EXERCISE: Begin at the top of the following data. Copy each line exactly until you have copied the line containing "AND status = 'pending'".

STORED DATA:
== Segment start ==
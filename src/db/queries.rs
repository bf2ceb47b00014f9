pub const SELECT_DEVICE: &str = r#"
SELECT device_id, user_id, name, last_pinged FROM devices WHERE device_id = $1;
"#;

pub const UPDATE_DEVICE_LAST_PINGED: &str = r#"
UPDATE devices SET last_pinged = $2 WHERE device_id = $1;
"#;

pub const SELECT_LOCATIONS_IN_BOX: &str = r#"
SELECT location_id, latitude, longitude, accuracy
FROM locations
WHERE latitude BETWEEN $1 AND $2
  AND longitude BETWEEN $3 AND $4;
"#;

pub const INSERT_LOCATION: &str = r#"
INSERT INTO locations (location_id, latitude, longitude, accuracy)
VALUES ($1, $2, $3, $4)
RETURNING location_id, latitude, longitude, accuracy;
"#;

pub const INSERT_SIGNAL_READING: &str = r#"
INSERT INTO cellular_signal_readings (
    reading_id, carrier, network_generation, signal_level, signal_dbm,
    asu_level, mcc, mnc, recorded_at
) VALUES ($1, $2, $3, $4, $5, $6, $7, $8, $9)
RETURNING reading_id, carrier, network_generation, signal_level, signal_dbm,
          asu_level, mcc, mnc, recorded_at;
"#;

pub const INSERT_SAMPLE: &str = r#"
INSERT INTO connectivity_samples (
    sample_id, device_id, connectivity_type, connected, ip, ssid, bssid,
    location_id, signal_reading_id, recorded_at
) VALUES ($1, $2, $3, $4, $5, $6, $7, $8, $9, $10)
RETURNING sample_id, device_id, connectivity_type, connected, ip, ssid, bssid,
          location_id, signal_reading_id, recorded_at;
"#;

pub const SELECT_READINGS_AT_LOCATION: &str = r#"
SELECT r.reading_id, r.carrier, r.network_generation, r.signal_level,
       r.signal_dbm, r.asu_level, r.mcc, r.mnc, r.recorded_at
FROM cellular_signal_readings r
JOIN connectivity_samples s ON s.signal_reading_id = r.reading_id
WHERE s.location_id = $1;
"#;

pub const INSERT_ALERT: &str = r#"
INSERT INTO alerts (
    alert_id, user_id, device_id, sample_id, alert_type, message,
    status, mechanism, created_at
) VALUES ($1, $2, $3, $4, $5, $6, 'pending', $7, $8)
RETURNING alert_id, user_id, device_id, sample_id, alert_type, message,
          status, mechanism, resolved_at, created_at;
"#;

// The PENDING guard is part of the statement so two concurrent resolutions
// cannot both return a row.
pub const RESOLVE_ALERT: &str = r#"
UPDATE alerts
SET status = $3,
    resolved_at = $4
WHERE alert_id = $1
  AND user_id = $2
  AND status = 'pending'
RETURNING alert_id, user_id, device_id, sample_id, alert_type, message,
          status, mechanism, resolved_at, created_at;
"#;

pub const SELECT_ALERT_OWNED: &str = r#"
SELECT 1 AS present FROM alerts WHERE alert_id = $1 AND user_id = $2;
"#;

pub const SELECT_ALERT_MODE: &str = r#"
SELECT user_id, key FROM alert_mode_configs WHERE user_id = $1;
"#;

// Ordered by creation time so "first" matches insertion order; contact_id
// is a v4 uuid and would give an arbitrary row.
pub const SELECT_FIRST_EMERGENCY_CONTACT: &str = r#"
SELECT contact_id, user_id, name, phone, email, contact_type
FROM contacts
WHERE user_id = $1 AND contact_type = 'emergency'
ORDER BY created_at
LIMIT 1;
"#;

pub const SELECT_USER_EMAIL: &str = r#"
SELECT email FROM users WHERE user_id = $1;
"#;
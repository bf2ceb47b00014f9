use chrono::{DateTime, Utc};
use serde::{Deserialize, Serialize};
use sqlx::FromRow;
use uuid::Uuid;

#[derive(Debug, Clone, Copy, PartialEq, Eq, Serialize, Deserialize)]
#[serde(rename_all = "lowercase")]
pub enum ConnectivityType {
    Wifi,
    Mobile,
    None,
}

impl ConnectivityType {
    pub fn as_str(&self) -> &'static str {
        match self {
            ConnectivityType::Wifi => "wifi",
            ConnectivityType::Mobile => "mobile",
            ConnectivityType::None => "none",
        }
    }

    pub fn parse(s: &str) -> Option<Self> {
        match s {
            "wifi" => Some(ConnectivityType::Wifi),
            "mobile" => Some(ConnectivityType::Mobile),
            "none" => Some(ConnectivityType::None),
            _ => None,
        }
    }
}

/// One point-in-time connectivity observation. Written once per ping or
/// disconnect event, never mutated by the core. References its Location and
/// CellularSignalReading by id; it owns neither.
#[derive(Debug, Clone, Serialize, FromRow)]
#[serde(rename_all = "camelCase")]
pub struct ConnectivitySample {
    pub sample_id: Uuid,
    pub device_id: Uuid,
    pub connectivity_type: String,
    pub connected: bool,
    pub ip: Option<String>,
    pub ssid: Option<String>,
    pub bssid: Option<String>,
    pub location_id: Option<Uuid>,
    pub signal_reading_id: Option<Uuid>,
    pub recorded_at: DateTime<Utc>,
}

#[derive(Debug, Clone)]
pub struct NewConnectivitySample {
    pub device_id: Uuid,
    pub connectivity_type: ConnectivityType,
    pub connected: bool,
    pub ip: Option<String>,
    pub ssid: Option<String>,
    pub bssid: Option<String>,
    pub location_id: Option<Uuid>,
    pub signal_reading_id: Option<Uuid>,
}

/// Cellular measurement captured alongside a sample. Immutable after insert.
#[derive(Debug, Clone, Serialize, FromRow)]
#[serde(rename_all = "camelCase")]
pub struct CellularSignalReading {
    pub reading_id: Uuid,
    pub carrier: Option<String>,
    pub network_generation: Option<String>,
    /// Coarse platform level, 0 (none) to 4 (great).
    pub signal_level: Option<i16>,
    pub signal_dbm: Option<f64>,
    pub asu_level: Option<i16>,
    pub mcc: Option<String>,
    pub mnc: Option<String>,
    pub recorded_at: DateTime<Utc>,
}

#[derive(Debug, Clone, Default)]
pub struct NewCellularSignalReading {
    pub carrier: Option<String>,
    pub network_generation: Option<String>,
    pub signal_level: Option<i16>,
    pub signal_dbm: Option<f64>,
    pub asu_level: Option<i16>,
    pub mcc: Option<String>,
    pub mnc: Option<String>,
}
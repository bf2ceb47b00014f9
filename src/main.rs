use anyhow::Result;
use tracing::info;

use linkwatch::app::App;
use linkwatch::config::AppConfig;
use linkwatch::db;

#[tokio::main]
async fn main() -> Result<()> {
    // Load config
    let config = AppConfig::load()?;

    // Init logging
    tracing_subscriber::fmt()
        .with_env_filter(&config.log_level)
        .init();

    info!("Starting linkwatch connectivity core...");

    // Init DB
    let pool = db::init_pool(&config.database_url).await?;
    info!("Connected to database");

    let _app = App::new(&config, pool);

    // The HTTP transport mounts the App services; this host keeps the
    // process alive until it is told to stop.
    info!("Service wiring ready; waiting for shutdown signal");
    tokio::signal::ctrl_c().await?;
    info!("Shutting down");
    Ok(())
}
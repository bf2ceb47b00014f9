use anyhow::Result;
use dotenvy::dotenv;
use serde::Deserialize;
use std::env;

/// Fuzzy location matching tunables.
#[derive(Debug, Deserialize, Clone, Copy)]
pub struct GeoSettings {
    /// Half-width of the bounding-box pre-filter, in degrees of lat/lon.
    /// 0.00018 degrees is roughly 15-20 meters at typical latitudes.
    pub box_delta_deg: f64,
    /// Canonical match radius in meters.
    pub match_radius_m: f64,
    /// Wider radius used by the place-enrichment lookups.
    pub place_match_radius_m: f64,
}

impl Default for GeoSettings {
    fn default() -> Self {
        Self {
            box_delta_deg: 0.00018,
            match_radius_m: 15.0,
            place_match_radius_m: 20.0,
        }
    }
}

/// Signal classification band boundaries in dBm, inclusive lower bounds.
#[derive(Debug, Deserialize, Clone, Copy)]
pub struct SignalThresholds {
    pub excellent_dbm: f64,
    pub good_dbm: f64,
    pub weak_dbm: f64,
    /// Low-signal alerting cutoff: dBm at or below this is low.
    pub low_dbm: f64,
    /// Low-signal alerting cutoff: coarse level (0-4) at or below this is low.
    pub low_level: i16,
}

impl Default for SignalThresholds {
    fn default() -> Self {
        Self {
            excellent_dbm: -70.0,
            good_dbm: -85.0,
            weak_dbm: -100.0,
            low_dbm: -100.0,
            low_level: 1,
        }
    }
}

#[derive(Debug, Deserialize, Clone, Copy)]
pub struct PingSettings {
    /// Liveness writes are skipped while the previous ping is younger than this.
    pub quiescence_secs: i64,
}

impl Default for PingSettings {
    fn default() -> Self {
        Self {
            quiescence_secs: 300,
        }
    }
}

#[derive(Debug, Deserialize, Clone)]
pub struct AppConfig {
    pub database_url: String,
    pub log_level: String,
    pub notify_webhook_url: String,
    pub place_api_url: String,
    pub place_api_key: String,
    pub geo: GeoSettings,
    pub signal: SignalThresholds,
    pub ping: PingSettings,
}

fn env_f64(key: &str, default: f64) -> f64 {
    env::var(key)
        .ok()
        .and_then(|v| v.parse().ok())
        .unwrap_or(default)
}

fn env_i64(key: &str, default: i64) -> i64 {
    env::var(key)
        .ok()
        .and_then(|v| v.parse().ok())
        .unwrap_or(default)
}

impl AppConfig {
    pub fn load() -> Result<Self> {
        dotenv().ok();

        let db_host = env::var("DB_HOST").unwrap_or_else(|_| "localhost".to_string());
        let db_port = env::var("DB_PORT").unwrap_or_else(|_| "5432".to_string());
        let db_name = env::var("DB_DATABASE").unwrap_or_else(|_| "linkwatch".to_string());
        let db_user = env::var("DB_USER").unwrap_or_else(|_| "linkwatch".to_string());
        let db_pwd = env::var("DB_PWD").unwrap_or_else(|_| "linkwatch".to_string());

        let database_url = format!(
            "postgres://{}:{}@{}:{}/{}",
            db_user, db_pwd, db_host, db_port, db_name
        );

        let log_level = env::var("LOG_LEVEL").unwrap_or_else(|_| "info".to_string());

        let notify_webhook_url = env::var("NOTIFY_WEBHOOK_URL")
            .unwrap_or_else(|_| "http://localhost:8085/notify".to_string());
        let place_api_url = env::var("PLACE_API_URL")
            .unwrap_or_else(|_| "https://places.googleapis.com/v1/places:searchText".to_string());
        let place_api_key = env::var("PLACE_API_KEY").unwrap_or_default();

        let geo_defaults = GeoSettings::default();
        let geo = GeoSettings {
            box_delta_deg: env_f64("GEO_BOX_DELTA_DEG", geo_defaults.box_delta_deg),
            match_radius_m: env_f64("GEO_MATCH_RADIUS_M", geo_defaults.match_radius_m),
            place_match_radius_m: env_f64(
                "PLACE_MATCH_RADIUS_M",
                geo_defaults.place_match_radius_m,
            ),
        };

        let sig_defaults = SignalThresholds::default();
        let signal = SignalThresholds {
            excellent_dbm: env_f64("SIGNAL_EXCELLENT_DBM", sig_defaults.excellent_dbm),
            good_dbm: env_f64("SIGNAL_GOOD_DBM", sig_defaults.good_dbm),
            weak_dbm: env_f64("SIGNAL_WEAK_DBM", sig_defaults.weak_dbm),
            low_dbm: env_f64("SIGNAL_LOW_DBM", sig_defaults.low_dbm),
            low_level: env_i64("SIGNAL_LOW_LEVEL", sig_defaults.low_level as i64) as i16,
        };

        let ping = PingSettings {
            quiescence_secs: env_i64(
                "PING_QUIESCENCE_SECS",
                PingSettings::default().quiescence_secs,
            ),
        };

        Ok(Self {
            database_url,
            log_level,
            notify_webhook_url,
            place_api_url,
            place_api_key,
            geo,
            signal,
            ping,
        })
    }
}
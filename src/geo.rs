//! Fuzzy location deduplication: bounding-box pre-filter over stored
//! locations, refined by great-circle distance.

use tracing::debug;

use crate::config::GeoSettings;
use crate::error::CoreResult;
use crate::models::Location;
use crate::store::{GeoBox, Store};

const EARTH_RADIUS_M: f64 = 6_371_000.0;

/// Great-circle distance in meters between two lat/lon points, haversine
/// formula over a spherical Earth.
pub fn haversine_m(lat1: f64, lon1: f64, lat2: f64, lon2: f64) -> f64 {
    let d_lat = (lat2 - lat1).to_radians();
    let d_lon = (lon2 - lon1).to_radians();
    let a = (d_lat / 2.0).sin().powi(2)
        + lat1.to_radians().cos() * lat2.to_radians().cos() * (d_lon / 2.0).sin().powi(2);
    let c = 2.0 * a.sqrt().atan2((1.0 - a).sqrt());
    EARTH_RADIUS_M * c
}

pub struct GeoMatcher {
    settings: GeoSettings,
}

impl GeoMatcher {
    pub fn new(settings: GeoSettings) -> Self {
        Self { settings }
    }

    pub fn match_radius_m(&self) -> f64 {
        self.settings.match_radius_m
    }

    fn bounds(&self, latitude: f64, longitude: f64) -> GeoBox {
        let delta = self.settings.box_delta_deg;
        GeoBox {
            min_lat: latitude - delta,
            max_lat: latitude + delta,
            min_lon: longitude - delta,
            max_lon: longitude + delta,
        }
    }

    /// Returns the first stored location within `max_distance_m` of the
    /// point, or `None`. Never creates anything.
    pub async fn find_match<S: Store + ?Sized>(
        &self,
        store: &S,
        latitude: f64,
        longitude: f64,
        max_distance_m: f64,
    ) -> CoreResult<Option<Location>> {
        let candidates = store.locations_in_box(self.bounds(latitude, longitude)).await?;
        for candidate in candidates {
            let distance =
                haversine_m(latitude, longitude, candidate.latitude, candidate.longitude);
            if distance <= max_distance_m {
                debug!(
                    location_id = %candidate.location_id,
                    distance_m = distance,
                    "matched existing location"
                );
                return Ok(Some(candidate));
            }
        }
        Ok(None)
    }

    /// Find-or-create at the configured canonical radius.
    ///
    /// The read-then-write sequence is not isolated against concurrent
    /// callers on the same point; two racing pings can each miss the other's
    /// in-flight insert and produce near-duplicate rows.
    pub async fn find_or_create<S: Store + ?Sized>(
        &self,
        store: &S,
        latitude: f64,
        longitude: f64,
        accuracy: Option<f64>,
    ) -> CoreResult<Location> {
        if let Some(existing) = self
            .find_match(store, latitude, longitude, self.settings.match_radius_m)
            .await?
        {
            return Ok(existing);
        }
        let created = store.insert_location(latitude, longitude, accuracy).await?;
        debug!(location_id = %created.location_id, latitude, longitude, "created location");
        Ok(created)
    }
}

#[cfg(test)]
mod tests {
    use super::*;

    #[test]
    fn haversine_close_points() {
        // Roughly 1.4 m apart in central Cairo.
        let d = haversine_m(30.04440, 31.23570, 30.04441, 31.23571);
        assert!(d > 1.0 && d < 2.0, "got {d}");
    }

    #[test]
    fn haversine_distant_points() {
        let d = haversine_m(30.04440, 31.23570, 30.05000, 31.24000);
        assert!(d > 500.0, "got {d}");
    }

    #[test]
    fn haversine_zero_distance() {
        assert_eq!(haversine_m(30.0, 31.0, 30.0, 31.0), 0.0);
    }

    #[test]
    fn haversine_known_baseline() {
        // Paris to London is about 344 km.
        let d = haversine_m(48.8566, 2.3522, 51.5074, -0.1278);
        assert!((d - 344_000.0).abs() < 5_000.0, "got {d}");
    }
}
== Segment end ==
EXERCISE SOLUTION:
filename src/db/queries.rs
repository bf2ceb47b00014f9
pub const SELECT_DEVICE: &str = r#"
SELECT device_id, user_id, name, last_pinged FROM devices WHERE device_id = $1;
"#;

pub const UPDATE_DEVICE_LAST_PINGED: &str = r#"
UPDATE devices SET last_pinged = $2 WHERE device_id = $1;
"#;

pub const SELECT_LOCATIONS_IN_BOX: &str = r#"
SELECT location_id, latitude, longitude, accuracy
FROM locations
WHERE latitude BETWEEN $1 AND $2
  AND longitude BETWEEN $3 AND $4;
"#;

pub const INSERT_LOCATION: &str = r#"
INSERT INTO locations (location_id, latitude, longitude, accuracy)
VALUES ($1, $2, $3, $4)
RETURNING location_id, latitude, longitude, accuracy;
"#;

pub const INSERT_SIGNAL_READING: &str = r#"
INSERT INTO cellular_signal_readings (
    reading_id, carrier, network_generation, signal_level, signal_dbm,
    asu_level, mcc, mnc, recorded_at
) VALUES ($1, $2, $3, $4, $5, $6, $7, $8, $9)
RETURNING reading_id, carrier, network_generation, signal_level, signal_dbm,
          asu_level, mcc, mnc, recorded_at;
"#;

pub const INSERT_SAMPLE: &str = r#"
INSERT INTO connectivity_samples (
    sample_id, device_id, connectivity_type, connected, ip, ssid, bssid,
    location_id, signal_reading_id, recorded_at
) VALUES ($1, $2, $3, $4, $5, $6, $7, $8, $9, $10)
RETURNING sample_id, device_id, connectivity_type, connected, ip, ssid, bssid,
          location_id, signal_reading_id, recorded_at;
"#;

pub const SELECT_READINGS_AT_LOCATION: &str = r#"
SELECT r.reading_id, r.carrier, r.network_generation, r.signal_level,
       r.signal_dbm, r.asu_level, r.mcc, r.mnc, r.recorded_at
FROM cellular_signal_readings r
JOIN connectivity_samples s ON s.signal_reading_id = r.reading_id
WHERE s.location_id = $1;
"#;

pub const INSERT_ALERT: &str = r#"
INSERT INTO alerts (
    alert_id, user_id, device_id, sample_id, alert_type, message,
    status, mechanism, created_at
) VALUES ($1, $2, $3, $4, $5, $6, 'pending', $7, $8)
RETURNING alert_id, user_id, device_id, sample_id, alert_type, message,
          status, mechanism, resolved_at, created_at;
"#;

// The PENDING guard is part of the statement so two concurrent resolutions
// cannot both return a row.
pub const RESOLVE_ALERT: &str = r#"
UPDATE alerts
SET status = $3,
    resolved_at = $4
WHERE alert_id = $1
  AND user_id = $2
  AND status = 'pending'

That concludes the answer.